(Stored data)
━━━━━━━━━━━━━━━━━━━━━━━━━━━━━━

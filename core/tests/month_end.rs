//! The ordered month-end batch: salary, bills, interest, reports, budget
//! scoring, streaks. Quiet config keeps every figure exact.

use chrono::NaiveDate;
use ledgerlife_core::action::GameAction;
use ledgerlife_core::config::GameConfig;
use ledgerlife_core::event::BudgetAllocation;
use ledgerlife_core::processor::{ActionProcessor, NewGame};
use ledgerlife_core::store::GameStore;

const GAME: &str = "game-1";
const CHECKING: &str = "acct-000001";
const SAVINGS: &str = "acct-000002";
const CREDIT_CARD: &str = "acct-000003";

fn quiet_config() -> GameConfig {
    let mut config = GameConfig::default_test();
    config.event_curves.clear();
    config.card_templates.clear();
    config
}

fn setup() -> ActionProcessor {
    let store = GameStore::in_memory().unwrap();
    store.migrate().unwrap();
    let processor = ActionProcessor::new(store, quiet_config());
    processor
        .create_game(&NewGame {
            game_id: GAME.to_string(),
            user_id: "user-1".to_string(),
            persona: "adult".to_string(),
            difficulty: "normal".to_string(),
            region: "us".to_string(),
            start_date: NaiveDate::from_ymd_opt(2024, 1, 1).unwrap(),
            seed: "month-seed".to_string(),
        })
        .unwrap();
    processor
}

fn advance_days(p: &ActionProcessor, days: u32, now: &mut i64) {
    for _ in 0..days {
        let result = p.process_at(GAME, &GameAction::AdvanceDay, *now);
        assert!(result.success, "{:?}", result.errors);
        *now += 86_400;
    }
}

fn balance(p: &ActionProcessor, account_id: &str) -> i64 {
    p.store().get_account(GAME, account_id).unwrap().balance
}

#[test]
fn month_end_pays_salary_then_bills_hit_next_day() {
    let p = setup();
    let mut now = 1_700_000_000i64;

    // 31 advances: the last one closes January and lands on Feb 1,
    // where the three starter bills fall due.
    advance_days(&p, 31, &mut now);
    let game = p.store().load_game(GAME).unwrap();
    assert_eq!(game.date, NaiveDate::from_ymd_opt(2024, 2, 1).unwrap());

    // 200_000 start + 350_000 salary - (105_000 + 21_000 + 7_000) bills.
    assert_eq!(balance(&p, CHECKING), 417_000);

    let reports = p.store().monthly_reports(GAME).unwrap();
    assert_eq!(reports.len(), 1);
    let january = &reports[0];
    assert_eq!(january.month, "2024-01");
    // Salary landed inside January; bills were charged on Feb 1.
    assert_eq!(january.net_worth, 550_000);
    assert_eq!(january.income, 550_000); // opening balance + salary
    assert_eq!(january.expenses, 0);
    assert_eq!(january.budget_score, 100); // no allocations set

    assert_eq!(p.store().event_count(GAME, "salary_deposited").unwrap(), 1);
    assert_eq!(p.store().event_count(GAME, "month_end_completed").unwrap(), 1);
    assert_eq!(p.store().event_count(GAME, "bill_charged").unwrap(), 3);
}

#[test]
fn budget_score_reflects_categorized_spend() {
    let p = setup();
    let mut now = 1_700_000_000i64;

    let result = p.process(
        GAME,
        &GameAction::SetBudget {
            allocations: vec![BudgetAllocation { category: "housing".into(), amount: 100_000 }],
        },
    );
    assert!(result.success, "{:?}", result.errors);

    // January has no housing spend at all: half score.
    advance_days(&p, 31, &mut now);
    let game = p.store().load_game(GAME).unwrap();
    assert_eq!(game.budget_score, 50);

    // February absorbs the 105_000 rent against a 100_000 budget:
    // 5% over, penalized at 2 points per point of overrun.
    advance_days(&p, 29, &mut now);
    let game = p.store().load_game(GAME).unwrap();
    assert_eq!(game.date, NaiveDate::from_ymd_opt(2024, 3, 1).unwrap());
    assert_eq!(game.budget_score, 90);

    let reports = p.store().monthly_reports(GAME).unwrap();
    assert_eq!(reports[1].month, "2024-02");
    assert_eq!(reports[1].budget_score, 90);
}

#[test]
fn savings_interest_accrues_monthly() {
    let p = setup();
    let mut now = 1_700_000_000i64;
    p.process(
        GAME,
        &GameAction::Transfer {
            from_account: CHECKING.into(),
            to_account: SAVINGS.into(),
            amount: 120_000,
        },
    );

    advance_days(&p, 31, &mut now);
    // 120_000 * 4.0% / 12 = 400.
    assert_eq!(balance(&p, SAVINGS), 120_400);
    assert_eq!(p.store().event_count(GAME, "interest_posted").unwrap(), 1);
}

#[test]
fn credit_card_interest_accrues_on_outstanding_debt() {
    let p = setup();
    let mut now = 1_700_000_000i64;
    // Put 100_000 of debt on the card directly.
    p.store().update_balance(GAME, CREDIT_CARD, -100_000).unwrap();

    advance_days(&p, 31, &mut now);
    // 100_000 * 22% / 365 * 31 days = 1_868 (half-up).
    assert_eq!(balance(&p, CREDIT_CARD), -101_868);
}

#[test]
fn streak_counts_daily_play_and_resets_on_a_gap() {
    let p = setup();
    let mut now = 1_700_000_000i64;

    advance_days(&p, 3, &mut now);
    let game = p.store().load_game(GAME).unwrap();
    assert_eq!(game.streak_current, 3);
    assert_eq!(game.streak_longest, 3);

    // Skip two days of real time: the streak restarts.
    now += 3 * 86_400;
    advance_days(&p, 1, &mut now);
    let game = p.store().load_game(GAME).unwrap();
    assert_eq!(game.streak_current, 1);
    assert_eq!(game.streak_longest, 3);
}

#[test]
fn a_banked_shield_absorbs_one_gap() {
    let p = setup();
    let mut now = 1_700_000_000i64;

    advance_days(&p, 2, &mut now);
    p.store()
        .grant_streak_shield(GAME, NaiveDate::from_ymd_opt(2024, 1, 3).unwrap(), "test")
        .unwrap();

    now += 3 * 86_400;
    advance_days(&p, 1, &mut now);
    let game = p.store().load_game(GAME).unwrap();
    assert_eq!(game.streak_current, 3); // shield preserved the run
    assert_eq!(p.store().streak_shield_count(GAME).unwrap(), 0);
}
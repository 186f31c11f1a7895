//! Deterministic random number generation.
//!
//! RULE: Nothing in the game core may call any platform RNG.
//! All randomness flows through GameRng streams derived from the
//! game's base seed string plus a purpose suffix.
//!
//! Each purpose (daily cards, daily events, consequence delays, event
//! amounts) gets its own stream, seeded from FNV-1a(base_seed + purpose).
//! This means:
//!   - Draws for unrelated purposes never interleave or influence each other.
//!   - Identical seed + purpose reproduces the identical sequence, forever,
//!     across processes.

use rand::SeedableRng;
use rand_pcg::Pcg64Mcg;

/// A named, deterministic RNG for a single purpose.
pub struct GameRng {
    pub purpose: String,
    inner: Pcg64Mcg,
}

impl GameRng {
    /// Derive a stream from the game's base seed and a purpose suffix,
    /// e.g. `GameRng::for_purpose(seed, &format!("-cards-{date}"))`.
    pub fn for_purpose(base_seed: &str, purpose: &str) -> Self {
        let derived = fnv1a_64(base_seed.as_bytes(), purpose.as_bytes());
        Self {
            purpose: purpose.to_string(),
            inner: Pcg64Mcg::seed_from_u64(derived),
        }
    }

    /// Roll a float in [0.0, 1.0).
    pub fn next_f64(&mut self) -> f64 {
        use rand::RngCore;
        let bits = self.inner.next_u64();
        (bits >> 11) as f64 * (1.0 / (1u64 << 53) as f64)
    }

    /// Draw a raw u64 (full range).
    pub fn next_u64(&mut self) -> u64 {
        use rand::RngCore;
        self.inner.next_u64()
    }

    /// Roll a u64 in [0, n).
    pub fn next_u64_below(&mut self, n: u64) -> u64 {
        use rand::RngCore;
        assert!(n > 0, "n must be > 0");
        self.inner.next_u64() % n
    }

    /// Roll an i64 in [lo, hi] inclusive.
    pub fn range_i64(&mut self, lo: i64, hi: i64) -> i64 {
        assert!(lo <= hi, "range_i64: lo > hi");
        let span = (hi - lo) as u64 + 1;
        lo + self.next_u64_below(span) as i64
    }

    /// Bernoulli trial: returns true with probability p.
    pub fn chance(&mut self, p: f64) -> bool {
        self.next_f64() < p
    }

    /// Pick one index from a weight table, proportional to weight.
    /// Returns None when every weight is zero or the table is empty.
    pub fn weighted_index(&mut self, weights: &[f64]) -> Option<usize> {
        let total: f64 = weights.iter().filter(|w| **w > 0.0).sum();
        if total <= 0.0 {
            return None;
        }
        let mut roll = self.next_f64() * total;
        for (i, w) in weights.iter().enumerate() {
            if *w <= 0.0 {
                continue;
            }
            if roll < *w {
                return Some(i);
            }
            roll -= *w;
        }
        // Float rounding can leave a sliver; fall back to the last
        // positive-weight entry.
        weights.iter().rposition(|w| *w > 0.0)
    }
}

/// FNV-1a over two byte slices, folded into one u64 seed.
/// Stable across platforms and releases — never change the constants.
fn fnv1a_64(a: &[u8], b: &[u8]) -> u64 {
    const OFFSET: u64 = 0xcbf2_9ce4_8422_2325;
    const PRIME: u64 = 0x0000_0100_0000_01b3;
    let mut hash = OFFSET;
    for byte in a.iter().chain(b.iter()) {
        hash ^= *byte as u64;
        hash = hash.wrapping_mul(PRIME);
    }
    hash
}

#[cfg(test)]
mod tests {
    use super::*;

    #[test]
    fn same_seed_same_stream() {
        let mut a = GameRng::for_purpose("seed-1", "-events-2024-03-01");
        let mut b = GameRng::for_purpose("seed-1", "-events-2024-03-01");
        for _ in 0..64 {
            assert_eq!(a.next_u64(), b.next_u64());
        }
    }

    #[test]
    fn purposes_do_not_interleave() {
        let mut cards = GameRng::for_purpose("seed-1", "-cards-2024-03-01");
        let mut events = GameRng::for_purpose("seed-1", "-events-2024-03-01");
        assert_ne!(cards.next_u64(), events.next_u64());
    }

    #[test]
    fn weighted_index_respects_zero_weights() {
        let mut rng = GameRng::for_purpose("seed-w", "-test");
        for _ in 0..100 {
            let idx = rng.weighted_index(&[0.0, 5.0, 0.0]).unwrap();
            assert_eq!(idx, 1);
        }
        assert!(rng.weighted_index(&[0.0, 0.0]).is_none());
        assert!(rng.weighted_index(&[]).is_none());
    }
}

━━━━━━━━━━━━━━━━━━━━━━━━━━━━━━

Work to complete – The reply should consist solely of the lines above from the one that has "for _ in 0..64" through the one that has "let mut cards", reproduced exactly.

Answer section –
        for _ in 0..64 {
            assert_eq!(a.next_u64(), b.next_u64());
        }
    }

    #[test]
    fn purposes_do_not_interleave() {
        let mut cards = GameRng::for_purpose("seed-1", "-cards-2024-03-01");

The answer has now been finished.